WTS 2021 Annual Conference
WTS 2021 Annual Conference
Week of May 10, 2021
The 2021 WTS Annual Conference is being reformatted to a virtual conference. The 2021 Annual Conference: Our Future in Transportation will remain the Richmond, Virginia conference, but will be reformatted to take place in a virtual format.
The conference will bring together transportation professionals from across North America to discuss topics under the 2021 theme of Active + Elevate. Conference track topics include:
- One Size Does Not Fit All: Ingrain Equity and Inclusion in Workplace Culture
- The Future of Innovation in Transportation
- Mobility Redefined: Evolving Transportation Through Creative Innovation
- The Silver Tsunami: Riding the Wave Toward the Workforce of the Future
Tours and activities will retain a Richmond, Virginia theme. WTS International is looking forward to bringing its signature networking events to a virtual format. The conference will be held in May 2021 with a full agenda released in January 2021.
The 2021 Annual Conference is scheduled to be held in Richmond, Virginia in May 2021. WTS International is constantly evaluating the on-going Coronavirus pandemic and the ability for us to safely bring together our members and stakeholders for an in-person meeting. If it is not possible for us to meet safely and to ensure attendee health, we will transition the 2021 Annual Conference to a virtual platform.
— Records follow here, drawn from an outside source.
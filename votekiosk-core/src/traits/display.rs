//! Text display trait

use embedded_hal::delay::DelayNs;

/// Monochrome page-addressed text display
///
/// The screen is 8 pages (rows of 8 pixels) by 128 columns. Text is drawn
/// straight to the panel; there is no frame buffer to flush.
pub trait TextDisplay {
    /// Error type for display operations
    type Error;

    /// Run the one-time configuration sequence
    ///
    /// `delay` covers the panel power-up settle time.
    fn init<D: DelayNs>(&mut self, delay: &mut D) -> Result<(), Self::Error>;

    /// Zero every pixel
    fn clear(&mut self) -> Result<(), Self::Error>;

    /// Draw text starting at a pixel column on a page
    ///
    /// - `page`: Page number (0-7)
    /// - `column`: Pixel column (0-127)
    /// - `text`: Text to display; wraps to the next page at the right edge
    fn print_at(&mut self, page: u8, column: u8, text: &str) -> Result<(), Self::Error>;
}
//! Tag reader trait
//!
//! The reader's own request and anticollision protocol stays behind this
//! interface; the kiosk only needs "is a tag there" and "what is its UID".

use crate::identity::Uid;

/// Result of polling the reader field
#[derive(Debug, Clone, Copy, PartialEq, Eq)]
#[cfg_attr(feature = "defmt", derive(defmt::Format))]
pub enum TagPresence {
    /// A tag answered the request
    Present,
    /// Nothing in the field
    Absent,
}

/// Errors from a UID read
#[derive(Debug, Clone, Copy, PartialEq, Eq)]
#[cfg_attr(feature = "defmt", derive(defmt::Format))]
pub enum TagError {
    /// Tag left the field or stopped answering
    NoResponse,
    /// More than one tag answered
    Collision,
    /// Checksum or framing failure
    Corrupt,
}

/// RFID tag reader
pub trait TagReader {
    /// Look for a tag in the field
    fn poll(&mut self) -> TagPresence;

    /// Read the UID of the tag found by the last poll
    fn read_uid(&mut self) -> Result<Uid, TagError>;
}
Call for Abstracts Now Open!
Consider sharing your specialized transportation knowledge, insights, and experiences as part of a breakout session at the 2021 WTS Annual Conference. Submissions due November 30, 2020
Call for Posters Now Open!
Submit a poster abstract for the 2021 Annual Conference! A poster gallery highlighting projects that align with the Conference theme, "Our Future In Transportation," will be available for attendees. Submit due Friday, January 22, 2021:
The following four tracks will serve as the foundation for all breakout session content at the conference:
One Size Does Not Fit All: Ingrain Equity and Inclusion in Workplace Culture
Just like context-sensitive design, policies, facilities, and spaces should be designed in consideration of individual abilities, needs, experiences, and opportunities. It is increasingly important for agencies and companies to understand and prioritize practices focused on equity and inclusion. How do we develop strategies that examine diversity and inclusion efforts and implement them in an equitable manner? Can strategies that foster an environment of equitable and impartial treatment be applied to our daily processes, activities, and decisions to ensure team members are valued and have the tools to connect and grow? Breakout sessions in this track will highlight policies, initiatives, and programs focused on identifying and eliminating barriers to help elevate people from under-represented or under-served populations and activate equal access to opportunities and resources in our companies and agencies. These best practices will broaden our perspectives while increasing awareness of individualistic needs within a diverse range of groups.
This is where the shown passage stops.